On the Eleventh Hour



. . . of the eleventh day of the eleventh month of 1918, The Great War, the War to End All Wars, stuttered to a conclusion. Armistice Day on November 11 was created to honor the veterans of that war.

In 1953, Armistice Day became Veterans Day in honor of all veterans .

They're back at the grocery store, just like on Memorial Day, nice old guys in their VFW caps, offering the little red poppies as reminders of those who died serving their country.

I shove a dollar in their jar and thank them. As I push the shopping cart out to my car, I wonder what they may have seen . . . what their wars were like.



My father served in Burma in WWII-- and he never talked much about it. He told us about his pet monkey. And he told us how the open Jeeps they drove had tall metal posts installed on the front bumpers -- a retrofitted necessity after several gruesome incidents involving piano wire stretched across narrow roads, just at neck height for a rider.

Aftermath

Have you forgotten yet?...
For the world's events have rumbled on since those gagged days,
Like traffic checked while at the crossing of city-ways:
And the haunted gap in your mind has filled with thoughts that flow
Like clouds in the lit heaven of life; and you're a man reprieved to go,
Taking your peaceful share of Time, with joy to spare.
But the past is just the same--and War's a bloody game...
Have you forgotten yet?...
Look down, and swear by the slain of the War that you'll never forget.
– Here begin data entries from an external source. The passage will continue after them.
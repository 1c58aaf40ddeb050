//! Resources: one async method per HTTP verb.
//!
//! ```rust
//! use astor_restful::{ApiError, Output, Request, Resource};
//! use async_trait::async_trait;
//! use serde_json::json;
//!
//! struct HelloWorld;
//!
//! #[async_trait]
//! impl Resource for HelloWorld {
//!     async fn get(&self, _req: &Request) -> Result<Output, ApiError> {
//!         Ok(json!({"hello": "world"}).into())
//!     }
//! }
//! ```
//!
//! Verbs a resource does not implement answer `405 Method Not Allowed`.
//! `HEAD` falls back to `get`.

use std::any::type_name;
use std::collections::HashMap;
use std::fmt;
use std::sync::Arc;

use async_trait::async_trait;

use crate::api_error::ApiError;
use crate::method::Method;
use crate::middleware::Middleware;
use crate::output::Output;
use crate::request::Request;

/// The result every resource method produces.
pub type Reply = Result<Output, ApiError>;

#[async_trait]
pub trait Resource: Send + Sync + 'static {
    async fn get(&self, _req: &Request) -> Reply {
        Err(ApiError::method_not_allowed())
    }

    async fn post(&self, _req: &Request) -> Reply {
        Err(ApiError::method_not_allowed())
    }

    async fn put(&self, _req: &Request) -> Reply {
        Err(ApiError::method_not_allowed())
    }

    async fn patch(&self, _req: &Request) -> Reply {
        Err(ApiError::method_not_allowed())
    }

    async fn delete(&self, _req: &Request) -> Reply {
        Err(ApiError::method_not_allowed())
    }

    async fn options(&self, _req: &Request) -> Reply {
        Err(ApiError::method_not_allowed())
    }

    async fn head(&self, req: &Request) -> Reply {
        self.get(req).await
    }
}

/// Calls the resource method matching the request's verb.
pub(crate) async fn dispatch(resource: &dyn Resource, req: &Request) -> Reply {
    match req.method() {
        Method::Get => resource.get(req).await,
        Method::Head => resource.head(req).await,
        Method::Post => resource.post(req).await,
        Method::Put => resource.put(req).await,
        Method::Patch => resource.patch(req).await,
        Method::Delete => resource.delete(req).await,
        Method::Options => resource.options(req).await,
        Method::Connect | Method::Trace => Err(ApiError::method_not_allowed()),
    }
}

// ── Endpoint ──────────────────────────────────────────────────────────────────

/// A resource plus the URLs it answers on, its name and per-verb middleware.
///
/// ```rust
/// # use astor_restful::{Endpoint, Method, Resource, Request, ApiError};
/// # struct Users;
/// # impl Resource for Users {}
/// # fn require_token(_: &Request) -> Result<(), ApiError> { Ok(()) }
/// let users = Endpoint::new(Users)
///     .urls(["/users", "/members"])
///     .middleware(Method::Post, require_token);
/// assert_eq!(users.endpoint_name(), "users");
/// ```
pub struct Endpoint {
    pub(crate) resource: Arc<dyn Resource>,
    pub(crate) urls: Vec<String>,
    pub(crate) name: String,
    pub(crate) every_verb: Vec<Arc<dyn Middleware>>,
    pub(crate) middleware: HashMap<Method, Vec<Arc<dyn Middleware>>>,
}

impl Endpoint {
    /// Wraps `resource`. The endpoint name defaults to the lowercased type
    /// name, e.g. `todolist` for `TodoList`.
    pub fn new<R: Resource>(resource: R) -> Self {
        Self {
            resource: Arc::new(resource),
            urls: Vec::new(),
            name: default_name::<R>(),
            every_verb: Vec::new(),
            middleware: HashMap::new(),
        }
    }

    pub fn url(mut self, url: &str) -> Self {
        self.urls.push(url.to_owned());
        self
    }

    pub fn urls<I, S>(mut self, urls: I) -> Self
    where
        I: IntoIterator<Item = S>,
        S: Into<String>,
    {
        self.urls.extend(urls.into_iter().map(Into::into));
        self
    }

    /// Overrides the endpoint name used by [`Api::url_for`](crate::Api::url_for).
    pub fn name(mut self, name: &str) -> Self {
        self.name = name.to_owned();
        self
    }

    /// Appends middleware that only runs for `method`.
    pub fn middleware(mut self, method: Method, mw: impl Middleware) -> Self {
        self.middleware.entry(method).or_default().push(Arc::new(mw));
        self
    }

    /// Appends middleware that runs for every verb, ahead of the per-verb
    /// lists.
    pub fn middleware_all(mut self, mw: impl Middleware) -> Self {
        self.every_verb.push(Arc::new(mw));
        self
    }

    pub fn endpoint_name(&self) -> &str {
        &self.name
    }

    pub(crate) fn middleware_for(
        &self,
        method: Method,
    ) -> impl Iterator<Item = &Arc<dyn Middleware>> {
        let verb = self.middleware.get(&method).map(Vec::as_slice).unwrap_or(&[]);
        self.every_verb.iter().chain(verb)
    }
}

impl fmt::Debug for Endpoint {
    fn fmt(&self, f: &mut fmt::Formatter<'_>) -> fmt::Result {
        f.debug_struct("Endpoint")
            .field("name", &self.name)
            .field("urls", &self.urls)
            .finish_non_exhaustive()
    }
}

fn default_name<R>() -> String {
    let full = type_name::<R>();
    let base = full.split('<').next().unwrap_or(full);
    base.rsplit("::").next().unwrap_or(base).to_lowercase()
}
//! Declarative request-argument parsing.
//!
//! A [`RequestParser`] holds an ordered list of [`Argument`]s. Parsing a
//! request checks every argument and reports *all* failures at once as an
//! [`ApiError::Validation`], which renders as `400 Bad Request` with one
//! message per failing argument:
//!
//! ```rust
//! use astor_restful::{inputs, Request};
//! use astor_restful::reqparse::{Argument, RequestParser};
//!
//! let parser = RequestParser::new()
//!     .add_argument(Argument::new("rate").arg_type(inputs::integer()).required(true))
//!     .add_argument(Argument::new("name").required(true));
//!
//! let req = Request::builder().uri("/?rate=ten").build();
//! let err = parser.parse_args(&req).unwrap_err();
//! # let astor_restful::ApiError::Validation(errors) = err else { panic!() };
//! assert_eq!(errors.names().collect::<Vec<_>>(), vec!["name", "rate"]);
//! ```
//!
//! Parsing never mutates the parser; the same request parses to the same
//! result every time.

mod args;
mod argument;

use std::collections::{BTreeSet, HashSet};

use tracing::debug;

use crate::api_error::{ApiError, ValidationErrors};
use crate::error::Error;
use crate::request::Request;

pub use args::Args;
pub use argument::{Action, Argument, DefaultValue, Location};

use argument::Lookup;

/// `(location, key)` pairs some argument read a value from.
type Consumed = HashSet<(Location, String)>;

/// An ordered set of uniquely named arguments.
#[derive(Clone, Debug, Default)]
pub struct RequestParser {
    args: Vec<Argument>,
    trim: bool,
}

impl RequestParser {
    pub fn new() -> Self {
        Self::default()
    }

    /// Trim whitespace from every string value, unless an argument says
    /// otherwise.
    pub fn trim(mut self, trim: bool) -> Self {
        self.trim = trim;
        self
    }

    /// Adds an argument. Returns `self` for chaining.
    ///
    /// # Panics
    ///
    /// Panics if an argument with the same name already exists.
    pub fn add_argument(mut self, argument: Argument) -> Self {
        if self.position(&argument.name).is_some() {
            panic!("argument `{}` is already defined", argument.name);
        }
        self.args.push(argument);
        self
    }

    /// Swaps in a new version of the argument with the same name, keeping
    /// its position.
    pub fn replace_argument(&mut self, argument: Argument) -> Result<(), Error> {
        let idx = self
            .position(&argument.name)
            .ok_or_else(|| Error::UnknownArgument(argument.name.clone()))?;
        self.args[idx] = argument;
        Ok(())
    }

    pub fn remove_argument(&mut self, name: &str) -> Result<Argument, Error> {
        let idx = self
            .position(name)
            .ok_or_else(|| Error::UnknownArgument(name.to_owned()))?;
        Ok(self.args.remove(idx))
    }

    pub fn arguments(&self) -> impl Iterator<Item = &Argument> {
        self.args.iter()
    }

    fn position(&self, name: &str) -> Option<usize> {
        self.args.iter().position(|a| a.name == name)
    }

    /// Parses every argument out of `req`.
    ///
    /// Fails with [`ApiError::Validation`] naming every argument that was
    /// missing or invalid.
    pub fn parse_args(&self, req: &Request) -> Result<Args, ApiError> {
        self.parse_tracked(req).map(|(parsed, _)| parsed)
    }

    /// Like [`parse_args`](Self::parse_args), and additionally rejects query,
    /// form or JSON keys that no argument read from that location.
    pub fn parse_args_strict(&self, req: &Request) -> Result<Args, ApiError> {
        let (parsed, consumed) = self.parse_tracked(req)?;

        let mut unknown = BTreeSet::new();
        let sources = [
            (Location::Query, req.query_pairs()),
            (Location::Form, req.form_pairs()),
        ];
        for (location, pairs) in sources {
            for (key, _) in pairs {
                if !consumed.contains(&(location, key.clone())) {
                    unknown.insert(key.as_str());
                }
            }
        }
        for key in req.json().into_iter().flat_map(|body| body.keys()) {
            if !consumed.contains(&(Location::Json, key.clone())) {
                unknown.insert(key.as_str());
            }
        }

        if !unknown.is_empty() {
            let names: Vec<&str> = unknown.into_iter().collect();
            debug!(path = req.path(), unknown = ?names, "strict parsing rejected request");
            let message = format!("Unknown arguments: {}", names.join(", "));
            return Err(ApiError::bad_request(message));
        }
        Ok(parsed)
    }

    fn parse_tracked(&self, req: &Request) -> Result<(Args, Consumed), ApiError> {
        let mut parsed = Args::default();
        let mut errors = ValidationErrors::new();
        let mut consumed = HashSet::new();

        for arg in &self.args {
            match arg.parse(req, self.trim, &mut consumed) {
                Lookup::Found(value) => parsed.insert(arg.key(), value),
                Lookup::Missing if arg.store_missing => parsed.insert(arg.key(), arg.default_value()),
                Lookup::Missing => {}
                Lookup::Invalid(message) => errors.insert(arg.name.clone(), message),
            }
        }

        if !errors.is_empty() {
            debug!(path = req.path(), fields = %errors, "argument parsing failed");
            return Err(ApiError::Validation(errors));
        }
        Ok((parsed, consumed))
    }
}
Do you remember the dark months you held the sector at Mametz--
The nights you watched and wired and dug and piled sandbags on parapets?
Do you remember the rats; and the stench
Of corpses rotting in front of the front-line trench--
And dawn coming, dirty-white, and chill with a hopeless rain?
Do you ever stop and ask, 'Is it all going to happen again?'

Do you remember that hour of din before the attack--
And the anger, the blind compassion that seized and shook you then
As you peered at the doomed and haggard faces of your men?
Do you remember the stretcher-cases lurching back
With dying eyes and lolling heads--those ashen-grey
Masks of the lads who once were keen and kind and gay?

Have you forgotten yet?...
Look up, and swear by the green of the spring that you'll never forget.